Menarik ikut menyimak dan mengamati perkembangannya serta menilai dan mengambil kesimpulan yang bijak.
Oleh kelompok pendukung kaum Ba’alawi, pihak-pihak yang membela Tesis Kyiai Imaduddin dianggap sebagai pembegal nasab dan sebagai pemecah belah umat serta dituduh kelompok pembenci ulama khususnya dari ulama Kaum Bani Alawi.
Sebaliknya di kelompok pendukun Kyiai Imad mengklaim bahwa mereka adalah kelompok Islam yang ingin membela Zuriyaah Nabi, menjaga Kesucian nama Kanjeng Nabi dan keluarganya dari kelompok yang selalu mengklaim diri mereka sebagai keturunan Nabi Muhammad tapi belum terkonfirmasi menurut pendekatan ilmiah.
Bahkan disinyalir ada sebagian oknum Habib sering mengklaim diri seolah olah paling suci dan punya keistimewaan sebagai ahlulbait dan perilaku songong mereka dapat dilihat melalui jejak digital dan sejumlah platform media sosial.

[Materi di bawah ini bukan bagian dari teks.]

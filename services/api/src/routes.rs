use crate::infra::AppState;
use axum::extract::Path;
use axum::http::{header, StatusCode};
use axum::response::{IntoResponse, Response};
use axum::Extension;
use axum::Json;
use eb1a_intake::intake::{intake_router, FormRepository, IntakeService, ObjectStore};
use serde_json::json;
use std::io::ErrorKind;
use std::sync::Arc;
use tracing::warn;

pub(crate) fn with_intake_routes<R, S>(service: Arc<IntakeService<R, S>>) -> axum::Router
where
    R: FormRepository + 'static,
    S: ObjectStore + 'static,
{
    intake_router(service)
        .route("/health", axum::routing::get(healthcheck))
        .route("/ready", axum::routing::get(readiness_endpoint))
        .route("/metrics", axum::routing::get(metrics_endpoint))
        .route("/files/*path", axum::routing::get(uploaded_file))
}

pub(crate) async fn healthcheck() -> Json<serde_json::Value> {
    Json(json!({ "status": "ok" }))
}

pub(crate) async fn readiness_endpoint(Extension(state): Extension<AppState>) -> impl IntoResponse {
    let ready = state.readiness.load(std::sync::atomic::Ordering::Relaxed);
    let status = if ready {
        StatusCode::OK
    } else {
        StatusCode::SERVICE_UNAVAILABLE
    };

    let payload = if ready {
        json!({ "status": "ready" })
    } else {
        json!({ "status": "initializing" })
    };

    (status, Json(payload))
}

pub(crate) async fn metrics_endpoint(Extension(state): Extension<AppState>) -> impl IntoResponse {
    (
        StatusCode::OK,
        [(header::CONTENT_TYPE, "text/plain; version=0.0.4")],
        state.metrics.render(),
    )
}

/// Serves evidence written by the local upload store.
pub(crate) async fn uploaded_file(
    Extension(state): Extension<AppState>,
    Path(path): Path<String>,
) -> Response {
    let relative = path.trim_start_matches('/');
    if relative.is_empty() || relative.split('/').any(|segment| segment == "..") {
        return not_found();
    }

    let target = state.upload_root.join(relative);
    match tokio::fs::read(&target).await {
        Ok(bytes) => {
            let content_type = mime_guess::from_path(&target).first_or_octet_stream();
            (
                StatusCode::OK,
                [(header::CONTENT_TYPE, content_type.to_string())],
                bytes,
            )
                .into_response()
        }
        Err(err) if err.kind() == ErrorKind::NotFound => not_found(),
        Err(err) => {
            warn!(path = %relative, error = %err, "failed to read uploaded file");
            (
                StatusCode::INTERNAL_SERVER_ERROR,
                Json(json!({ "error": "unable to read file" })),
            )
                .into_response()
        }
    }
}

fn not_found() -> Response {
    (
        StatusCode::NOT_FOUND,
        Json(json!({ "error": "file not found" })),
    )
        .into_response()
}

Mereka juga menegaskan bahwa mereka sangat menentang keras ceramah ceramah yang mereka anggap banyak yang hanya mengandung dongeng-dongeng khurafat yang tidak sesuai dengan syariat Islam. Doktrin doktrin dan peraktek perbudakan spiritual menurut mereka harus dihentikan.
Perspektif Sejarah
Pemerintahan Kolonial Belanda dulu pernah menjalankan Politik Pecah Belah atau politik adu domba, divide et impera adalah kombinasi strategi politik, militer, dan ekonomi yang bertujuan mendapatkan dan menjaga kekuasaan dengan cara memecah kelompok besar menjadi kelompok-kelompok kecil sehingga diharapkan bisa lebih mudah ditaklukkan.
Di zaman Pemerintahan Kolonial Belanda, status sosial masyarakat dibagi menjadi 3 tiga tingkatan status sosial menurut UU yang dibuat Pemerintah Kolonial Balanda yaitu terdapat pada pasal 163 Indische Staatsregeling, penduduk nusantara terbagi kedalam 3 (tiga) golongan besar, yaitu: 1.Golongan Eropa 2. Golongan Timur Asing dan 3. Golongan Bumi Putera (Pribumi). Sebagai konsekuensinya, peraturan dalam bidang catatan sipil yang berlaku bagi masing-masing golongan penduduk nusantara.
Yang dimaksud Timur Asing atau Vreemde Oosterlingen adalah warga negara asing yang menjadi penduduk Hindia Belanda pada waktu itu yang memegang paspor dari negara asing non-Eropa, misalnya dari negera-negara Arab, Tiongkok, India, Pakistan, dan lain-lain.
Sejak masa kolonial dulu hingga era milinial kini, ternyata pembagian Kasta dan status sosial oleh pemerintah kolonial Belanda menurut sejumlah netizen di dunia maya dan citizen di dunia nyata dirasakan masih membekas dan mempengaruhi aspek kehidupan religi atau spiritual, sosial, kultural dan politik masyarakat nusantara pada saat itu dan masyarakat Indonesia saat ini.
Terkait dengan perspektif sejarah, telah terjadi migrasi besar besar kelompok komunitas diaspora Hadrami asal Yaman Selatan ke nusantara pada pertengahan abad ke 18 dan awal abad ke 19. Sejumlah jejak digital saat ini bisa diakses dengan muda di dunia maya dengan mengandalkan cyber technology atau teknologi digital.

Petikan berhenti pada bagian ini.